Stored data:
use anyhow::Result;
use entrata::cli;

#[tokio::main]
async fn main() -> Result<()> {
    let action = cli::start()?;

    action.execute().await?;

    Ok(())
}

Problem to solve:
Count the lines of the entries above that contain the word "Result" and give only the number.

Reply to the exercise:
2